The principal requirement for entry to the TSM-CDT is a first class Bachelor's or Master's degree in an appropriate subject within the physical sciences or engineering. The course is multidisciplinary in nature, so applicants from a wide range of backgrounds are encouraged to apply. However the theoretical nature of the course means that the study of mathematics to a high level is required.

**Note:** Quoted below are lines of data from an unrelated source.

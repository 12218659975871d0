use super::common::*;

use crate::workflows::intake::domain::{ArtifactKind, SharedFieldPolicy, ValidationError};
use crate::workflows::intake::gateways::AccessCodeList;
use crate::workflows::intake::session::{IntakeError, IntakeSession, IntakeStage, SessionOptions};
use crate::workflows::intake::CatalogError;

#[test]
fn empty_queue_defaults_to_first_catalog_form() {
    let session = IntakeSession::new(standard_catalog(), SessionOptions::default()).unwrap();
    assert_eq!(session.form_queue(), [VISA.to_string()]);
    assert_eq!(session.stage(), IntakeStage::Welcome);
    assert_eq!(session.language(), "English");
    assert!(!session.is_authenticated());
}

#[test]
fn unknown_forms_are_rejected_at_construction() {
    let err = IntakeSession::new(
        standard_catalog(),
        SessionOptions {
            form_queue: vec!["Divorce Filing".to_string()],
            ..SessionOptions::default()
        },
    )
    .unwrap_err();
    assert!(matches!(
        err,
        IntakeError::Catalog(CatalogError::FormNotFound(name)) if name == "Divorce Filing"
    ));
}

#[test]
fn operations_require_authentication() {
    let mut session = IntakeSession::new(standard_catalog(), SessionOptions::default()).unwrap();
    assert!(matches!(session.start(), Err(IntakeError::Unauthenticated)));

    let gate = AccessCodeList::new([ACCESS_CODE]);
    assert!(matches!(
        session.authenticate(&gate, "WRONG"),
        Err(IntakeError::Unauthenticated)
    ));
    assert!(!session.is_authenticated());

    session.authenticate(&gate, ACCESS_CODE).unwrap();
    assert_eq!(session.start().unwrap(), IntakeStage::Question { field: 0 });
}

#[test]
fn single_form_takes_one_advance_per_field() {
    let mut session = session_for(standard_catalog(), &[VISA], SharedFieldPolicy::Reuse);
    session.start().unwrap();

    let mut steps = 0;
    for answer in ["Maria", "no", "Asylum claim"] {
        assert!(matches!(session.stage(), IntakeStage::Question { .. }));
        session.advance(answer).unwrap();
        steps += 1;
    }

    assert_eq!(steps, 3);
    assert_eq!(session.stage(), IntakeStage::Biometrics);
    assert_eq!(session.answers().get("chk_Citizen"), Some("No"));
    assert_eq!(session.answers().get("txt_Story"), Some("Asylum claim"));
}

#[test]
fn rejected_answers_leave_the_session_untouched() {
    let mut session = session_for(standard_catalog(), &[RETAINER], SharedFieldPolicy::Reuse);
    session.start().unwrap();
    session.advance("Maria").unwrap();
    let before = session.state().clone();

    let err = session.advance("Pro Bono").unwrap_err();
    assert!(matches!(
        err,
        IntakeError::Validation(ValidationError::UnknownOption { .. })
    ));
    assert_eq!(session.stage(), before.stage);
    assert_eq!(session.answers(), &before.answers);

    session.advance("hourly").unwrap();
    assert_eq!(session.answers().get("rad_FeeArrangement"), Some("Hourly"));

    let before = session.state().clone();
    assert!(session.advance("").is_err());
    assert!(session.advance("maybe").is_err());
    assert_eq!(session.stage(), before.stage);
    assert_eq!(session.answers(), &before.answers);
}

#[test]
fn empty_text_answer_is_rejected() {
    let mut session = session_for(standard_catalog(), &[VISA], SharedFieldPolicy::Reuse);
    session.start().unwrap();
    let err = session.advance("   ").unwrap_err();
    assert!(matches!(
        err,
        IntakeError::Validation(ValidationError::EmptyAnswer { field }) if field == "txt_FirstName"
    ));
    assert_eq!(session.stage(), IntakeStage::Question { field: 0 });
    assert!(session.answers().is_empty());
}

#[test]
fn retreat_clamps_at_first_field_and_keeps_answers_as_defaults() {
    let mut session = session_for(standard_catalog(), &[VISA], SharedFieldPolicy::Reuse);
    session.start().unwrap();
    assert_eq!(session.retreat().unwrap(), IntakeStage::Question { field: 0 });

    session.advance("Maria").unwrap();
    assert_eq!(session.retreat().unwrap(), IntakeStage::Question { field: 0 });
    let prompt = session.current_prompt().unwrap();
    assert_eq!(prompt.field.key, "txt_FirstName");
    assert_eq!(prompt.default.as_deref(), Some("Maria"));

    session.advance("Maria").unwrap();
    assert_eq!(session.stage(), IntakeStage::Question { field: 1 });
}

#[test]
fn retreat_from_biometrics_returns_to_last_question() {
    let mut session = session_for(standard_catalog(), &[VISA], SharedFieldPolicy::Reuse);
    answer_all(&mut session, &["Maria", "yes", "Work visa renewal"]);
    assert_eq!(session.stage(), IntakeStage::Biometrics);

    assert_eq!(session.retreat().unwrap(), IntakeStage::Question { field: 2 });
    assert_eq!(session.current_form_index(), 0);
    assert_eq!(
        session.current_prompt().unwrap().default.as_deref(),
        Some("Work visa renewal")
    );
}

#[test]
fn name_and_over18_flow_compiles_with_rendered_name() {
    let dir = tempfile::tempdir().unwrap();
    let mut session = session_for(shared_catalog(), &["F"], SharedFieldPolicy::Reuse);
    session.start().unwrap();

    session.advance("Jane Doe").unwrap();
    assert_eq!(session.stage(), IntakeStage::Question { field: 1 });
    assert_eq!(session.answers().get("name"), Some("Jane Doe"));

    session.advance("Yes").unwrap();
    assert_eq!(session.stage(), IntakeStage::Biometrics);
    assert_eq!(session.answers().len(), 2);
    assert_eq!(session.answers().get("over18"), Some("Yes"));

    session
        .submit_biometrics(JPEG_BYTES.to_vec(), PNG_BYTES.to_vec())
        .unwrap();
    session.confirm_review().unwrap();
    let outputs = session
        .finalize(PNG_BYTES.to_vec(), &compiler(dir.path()))
        .unwrap();

    assert_eq!(outputs.len(), 1);
    assert_eq!(session.stage(), IntakeStage::Complete);
    let documents = outputs[0].documents().unwrap();
    assert_eq!(documents[0].value("name"), Some("Jane Doe"));
    assert_eq!(documents[0].template, "placeholder");
    assert_eq!(
        documents[0].exhibit.kinds(),
        vec![
            ArtifactKind::Signature,
            ArtifactKind::Selfie,
            ArtifactKind::GovernmentId
        ]
    );
}

#[test]
fn shared_keys_are_asked_once_when_reused() {
    let mut session = session_for(
        shared_catalog(),
        &["Intake", "Engagement"],
        SharedFieldPolicy::Reuse,
    );
    session.start().unwrap();

    session.advance("Jane Doe").unwrap();
    session.advance("Landlord dispute").unwrap();
    let prompt = session.current_prompt().unwrap();
    assert_eq!(prompt.form_name, "Engagement");
    assert_eq!(prompt.field.key, "fee");
    assert_eq!(prompt.form_position, 2);

    session.advance("Flat Fee").unwrap();
    assert_eq!(session.stage(), IntakeStage::Biometrics);
    assert_eq!(session.client_name(), "Jane Doe");
}

#[test]
fn shared_keys_are_prefilled_when_reprompted() {
    let mut session = session_for(
        shared_catalog(),
        &["Intake", "Engagement"],
        SharedFieldPolicy::Reprompt,
    );
    session.start().unwrap();
    session.advance("Jane Doe").unwrap();
    session.advance("Landlord dispute").unwrap();

    let prompt = session.current_prompt().unwrap();
    assert_eq!(prompt.form_name, "Engagement");
    assert_eq!(prompt.field.key, "client_name");
    assert_eq!(prompt.default.as_deref(), Some("Jane Doe"));

    session.advance("Jane Q. Doe").unwrap();
    session.advance("Hourly").unwrap();
    assert_eq!(session.stage(), IntakeStage::Biometrics);
    assert_eq!(session.answers().get("client_name"), Some("Jane Q. Doe"));
}

#[test]
fn retreat_crosses_back_into_previous_form() {
    let mut session = session_for(
        shared_catalog(),
        &["Intake", "Engagement"],
        SharedFieldPolicy::Reuse,
    );
    session.start().unwrap();
    session.advance("Jane Doe").unwrap();
    session.advance("Landlord dispute").unwrap();
    assert_eq!(session.current_form_index(), 1);

    assert_eq!(session.retreat().unwrap(), IntakeStage::Question { field: 1 });
    assert_eq!(session.current_form_index(), 0);
    assert_eq!(session.current_prompt().unwrap().field.key, "matter");
}

#[test]
fn biometrics_require_both_images() {
    let mut session = session_for(standard_catalog(), &[VISA], SharedFieldPolicy::Reuse);
    answer_all(&mut session, &["Maria", "yes", "Renewal"]);

    let err = session
        .submit_biometrics(Vec::new(), PNG_BYTES.to_vec())
        .unwrap_err();
    assert!(matches!(
        err,
        IntakeError::Validation(ValidationError::MissingArtifact(ArtifactKind::Selfie))
    ));
    let err = session
        .submit_biometrics(JPEG_BYTES.to_vec(), Vec::new())
        .unwrap_err();
    assert!(matches!(
        err,
        IntakeError::Validation(ValidationError::MissingArtifact(ArtifactKind::GovernmentId))
    ));
    assert_eq!(session.stage(), IntakeStage::Biometrics);
    assert!(session.artifacts().present().is_empty());
}

#[test]
fn stage_guards_reject_out_of_order_calls() {
    let mut session = session_for(standard_catalog(), &[VISA], SharedFieldPolicy::Reuse);
    assert!(matches!(
        session.advance("Maria"),
        Err(IntakeError::InvalidStage {
            operation: "advance",
            stage: IntakeStage::Welcome
        })
    ));
    assert!(session.confirm_review().is_err());
    assert!(session.edit().is_err());

    session.start().unwrap();
    assert!(matches!(
        session.start(),
        Err(IntakeError::InvalidStage { operation: "start", .. })
    ));
    assert!(session
        .submit_biometrics(PNG_BYTES.to_vec(), PNG_BYTES.to_vec())
        .is_err());
}

#[test]
fn edit_restarts_questions_with_previous_answers() {
    let mut session = session_for(standard_catalog(), &[VISA], SharedFieldPolicy::Reuse);
    answer_all(&mut session, &["Maria", "yes", "Renewal"]);
    session
        .submit_biometrics(JPEG_BYTES.to_vec(), PNG_BYTES.to_vec())
        .unwrap();
    assert_eq!(session.review_summary().len(), 3);
    session.confirm_review().unwrap();

    assert_eq!(session.edit().unwrap(), IntakeStage::Question { field: 0 });
    assert_eq!(
        session.current_prompt().unwrap().default.as_deref(),
        Some("Maria")
    );
    assert_eq!(session.answers().len(), 3);
    assert!(session.artifacts().has(ArtifactKind::Selfie));
}

#[test]
fn failed_finalize_keeps_signature_stage() {
    let dir = tempfile::tempdir().unwrap();
    std::fs::create_dir_all(dir.path().join("templates")).unwrap();
    std::fs::write(dir.path().join("templates/retainer.json"), "{ not json").unwrap();

    let mut session = session_for(
        standard_catalog(),
        &[VISA, RETAINER],
        SharedFieldPolicy::Reuse,
    );
    answer_all(&mut session, &["Maria", "yes", "Renewal", "Hourly", "yes"]);
    session
        .submit_biometrics(JPEG_BYTES.to_vec(), PNG_BYTES.to_vec())
        .unwrap();
    session.confirm_review().unwrap();

    let err = session
        .finalize(PNG_BYTES.to_vec(), &compiler(dir.path()))
        .unwrap_err();
    assert!(matches!(err, IntakeError::Compile(_)));
    assert_eq!(session.stage(), IntakeStage::Signature);
    assert!(session.outputs().is_empty());
    assert!(!session.artifacts().has(ArtifactKind::Signature));
    assert!(output_files(dir.path()).is_empty());
}

#[test]
fn finalize_rejects_empty_signature() {
    let dir = tempfile::tempdir().unwrap();
    let mut session = session_for(standard_catalog(), &[VISA], SharedFieldPolicy::Reuse);
    answer_all(&mut session, &["Maria", "yes", "Renewal"]);
    session
        .submit_biometrics(JPEG_BYTES.to_vec(), PNG_BYTES.to_vec())
        .unwrap();
    session.confirm_review().unwrap();

    let err = session
        .finalize(Vec::new(), &compiler(dir.path()))
        .unwrap_err();
    assert!(matches!(
        err,
        IntakeError::Validation(ValidationError::MissingArtifact(ArtifactKind::Signature))
    ));
    assert_eq!(session.stage(), IntakeStage::Signature);
}

#[test]
fn reset_clears_collected_data() {
    let mut session = session_for(standard_catalog(), &[VISA], SharedFieldPolicy::Reuse);
    answer_all(&mut session, &["Maria", "yes", "Renewal"]);
    session
        .submit_biometrics(JPEG_BYTES.to_vec(), PNG_BYTES.to_vec())
        .unwrap();

    session.reset();
    assert_eq!(session.stage(), IntakeStage::Welcome);
    assert!(session.answers().is_empty());
    assert!(session.artifacts().present().is_empty());
    assert_eq!(session.current_form_index(), 0);
    assert!(session.is_authenticated());
}

#[test]
fn client_name_falls_back_when_no_name_field_is_answered() {
    let mut session = session_for(shared_catalog(), &["Engagement"], SharedFieldPolicy::Reuse);
    assert_eq!(session.client_name(), "Client");
    session.start().unwrap();
    session.advance("Ada Lovelace").unwrap();
    assert_eq!(session.client_name(), "Ada Lovelace");
}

The list below gives the minimum mathematical pre-requisites for the course.

  • Complex algebra: roots of polynomials, de Moivre's theorem, hyperbolic functions.
  • Vector algebra: scalar, vector and triple products; basis vectors; vector geometry.
  • Matrix algebra: representation of simultaneous linear equations, matrix inversion, determinants, eigenproblems and diagonalisation.
  • Ordinary differential equations: solution of separable first-order and linear first-order equations; solution of linear second-order equations with constant coefficients.
  • Fourier analysis: Fourier series and transforms; Dirac delta function; convolution theorem.
  • Partial differential equations: solution of second-order equations by separation of variables; Fourier methods for applying boundary conditions.
  • Vector calculus: gradient, divergence, curl and Laplacian in Cartesians; line, surface and volume integrals' divergence and Stokes' theorems; spherical and cylindrical polar coordinates.